Given data:
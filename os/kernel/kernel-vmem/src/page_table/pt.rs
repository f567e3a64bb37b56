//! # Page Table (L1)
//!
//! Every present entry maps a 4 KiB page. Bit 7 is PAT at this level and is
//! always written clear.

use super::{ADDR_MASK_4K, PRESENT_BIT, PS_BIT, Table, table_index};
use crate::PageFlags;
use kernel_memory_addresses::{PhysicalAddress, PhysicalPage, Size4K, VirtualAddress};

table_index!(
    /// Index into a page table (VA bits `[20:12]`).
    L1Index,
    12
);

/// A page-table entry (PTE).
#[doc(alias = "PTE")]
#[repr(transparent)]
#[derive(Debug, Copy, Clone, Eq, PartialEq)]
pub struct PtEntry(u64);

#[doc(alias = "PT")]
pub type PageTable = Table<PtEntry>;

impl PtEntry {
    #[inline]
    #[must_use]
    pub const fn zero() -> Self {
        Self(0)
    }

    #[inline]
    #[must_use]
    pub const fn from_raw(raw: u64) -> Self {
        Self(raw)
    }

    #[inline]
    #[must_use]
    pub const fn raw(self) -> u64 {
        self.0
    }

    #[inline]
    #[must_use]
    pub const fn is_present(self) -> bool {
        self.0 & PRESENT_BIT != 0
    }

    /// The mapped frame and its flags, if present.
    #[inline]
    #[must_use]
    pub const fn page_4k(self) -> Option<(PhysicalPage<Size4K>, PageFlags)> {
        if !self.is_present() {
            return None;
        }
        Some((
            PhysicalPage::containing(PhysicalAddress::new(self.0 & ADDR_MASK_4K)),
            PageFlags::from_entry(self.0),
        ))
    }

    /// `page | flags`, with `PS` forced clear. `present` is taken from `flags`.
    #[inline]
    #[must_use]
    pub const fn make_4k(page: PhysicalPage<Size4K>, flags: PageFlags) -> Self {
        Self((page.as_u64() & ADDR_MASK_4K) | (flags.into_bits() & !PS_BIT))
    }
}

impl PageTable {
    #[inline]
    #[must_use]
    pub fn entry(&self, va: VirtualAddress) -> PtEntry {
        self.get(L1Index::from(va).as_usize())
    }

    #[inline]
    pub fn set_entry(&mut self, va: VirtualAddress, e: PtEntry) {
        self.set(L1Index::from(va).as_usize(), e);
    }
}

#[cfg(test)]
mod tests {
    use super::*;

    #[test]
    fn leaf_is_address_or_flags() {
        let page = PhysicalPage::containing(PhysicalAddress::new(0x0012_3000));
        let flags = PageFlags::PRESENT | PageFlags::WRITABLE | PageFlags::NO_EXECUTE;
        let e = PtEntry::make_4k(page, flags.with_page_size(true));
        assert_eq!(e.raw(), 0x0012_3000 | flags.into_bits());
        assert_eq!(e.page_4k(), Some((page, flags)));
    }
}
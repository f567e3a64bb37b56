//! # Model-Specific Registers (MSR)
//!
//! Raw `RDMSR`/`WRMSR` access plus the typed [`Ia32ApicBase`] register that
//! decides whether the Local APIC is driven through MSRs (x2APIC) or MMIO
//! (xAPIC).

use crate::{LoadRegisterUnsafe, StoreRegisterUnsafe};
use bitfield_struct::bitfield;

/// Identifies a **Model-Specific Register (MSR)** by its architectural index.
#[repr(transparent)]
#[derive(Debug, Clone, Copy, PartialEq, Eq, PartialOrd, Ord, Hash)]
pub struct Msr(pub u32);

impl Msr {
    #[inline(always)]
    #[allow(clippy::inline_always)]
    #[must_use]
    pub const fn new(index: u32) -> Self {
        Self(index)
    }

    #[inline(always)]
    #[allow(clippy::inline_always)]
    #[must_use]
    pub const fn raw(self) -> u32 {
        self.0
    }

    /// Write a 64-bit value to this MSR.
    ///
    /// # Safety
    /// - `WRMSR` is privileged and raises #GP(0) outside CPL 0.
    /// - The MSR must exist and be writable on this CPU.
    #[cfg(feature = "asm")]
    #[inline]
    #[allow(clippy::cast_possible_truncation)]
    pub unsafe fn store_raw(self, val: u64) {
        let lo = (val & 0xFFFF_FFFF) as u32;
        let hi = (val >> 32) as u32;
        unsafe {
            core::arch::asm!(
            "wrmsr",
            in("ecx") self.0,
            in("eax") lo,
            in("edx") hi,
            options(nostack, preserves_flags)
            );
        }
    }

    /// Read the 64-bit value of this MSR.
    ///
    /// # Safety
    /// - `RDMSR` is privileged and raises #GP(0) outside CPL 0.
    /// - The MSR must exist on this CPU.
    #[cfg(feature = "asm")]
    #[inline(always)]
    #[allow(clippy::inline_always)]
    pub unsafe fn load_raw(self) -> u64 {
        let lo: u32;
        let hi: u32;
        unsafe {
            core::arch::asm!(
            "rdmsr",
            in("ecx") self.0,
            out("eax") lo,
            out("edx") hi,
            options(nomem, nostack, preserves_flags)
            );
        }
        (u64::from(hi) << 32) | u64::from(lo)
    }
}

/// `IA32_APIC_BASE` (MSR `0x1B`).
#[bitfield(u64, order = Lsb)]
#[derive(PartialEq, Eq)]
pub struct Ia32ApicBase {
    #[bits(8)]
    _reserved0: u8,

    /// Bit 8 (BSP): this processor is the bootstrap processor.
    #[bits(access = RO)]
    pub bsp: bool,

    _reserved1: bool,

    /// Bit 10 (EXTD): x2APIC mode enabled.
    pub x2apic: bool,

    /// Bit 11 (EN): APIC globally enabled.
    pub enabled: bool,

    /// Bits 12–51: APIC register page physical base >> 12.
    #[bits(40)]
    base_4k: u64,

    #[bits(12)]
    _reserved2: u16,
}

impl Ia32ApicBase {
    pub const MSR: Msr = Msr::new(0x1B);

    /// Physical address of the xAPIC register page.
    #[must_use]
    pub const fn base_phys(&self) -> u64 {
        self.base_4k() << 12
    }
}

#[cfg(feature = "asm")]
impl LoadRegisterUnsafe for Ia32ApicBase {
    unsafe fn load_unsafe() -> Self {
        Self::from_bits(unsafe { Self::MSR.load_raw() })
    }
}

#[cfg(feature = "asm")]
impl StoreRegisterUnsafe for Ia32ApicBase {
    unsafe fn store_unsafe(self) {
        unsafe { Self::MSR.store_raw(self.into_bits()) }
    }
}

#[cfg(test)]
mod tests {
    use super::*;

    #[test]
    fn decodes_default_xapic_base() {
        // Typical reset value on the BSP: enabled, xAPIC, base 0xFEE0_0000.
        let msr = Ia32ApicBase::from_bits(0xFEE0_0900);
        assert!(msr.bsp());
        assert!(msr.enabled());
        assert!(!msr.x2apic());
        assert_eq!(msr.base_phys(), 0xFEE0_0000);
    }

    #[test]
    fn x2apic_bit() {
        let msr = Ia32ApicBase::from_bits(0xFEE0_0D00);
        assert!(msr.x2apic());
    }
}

To do: In the records above, find the line with "#[bits(40)]"; write out exactly that line and each one after it, stopping after the line with "assert!(msr.bsp());".

Output of the task:
    #[bits(40)]
    base_4k: u64,

    #[bits(12)]
    _reserved2: u16,
}

impl Ia32ApicBase {
    pub const MSR: Msr = Msr::new(0x1B);

    /// Physical address of the xAPIC register page.
    #[must_use]
    pub const fn base_phys(&self) -> u64 {
        self.base_4k() << 12
    }
}

#[cfg(feature = "asm")]
impl LoadRegisterUnsafe for Ia32ApicBase {
    unsafe fn load_unsafe() -> Self {
        Self::from_bits(unsafe { Self::MSR.load_raw() })
    }
}

#[cfg(feature = "asm")]
impl StoreRegisterUnsafe for Ia32ApicBase {
    unsafe fn store_unsafe(self) {
        unsafe { Self::MSR.store_raw(self.into_bits()) }
    }
}

#[cfg(test)]
mod tests {
    use super::*;

    #[test]
    fn decodes_default_xapic_base() {
        // Typical reset value on the BSP: enabled, xAPIC, base 0xFEE0_0000.
        let msr = Ia32ApicBase::from_bits(0xFEE0_0900);
        assert!(msr.bsp());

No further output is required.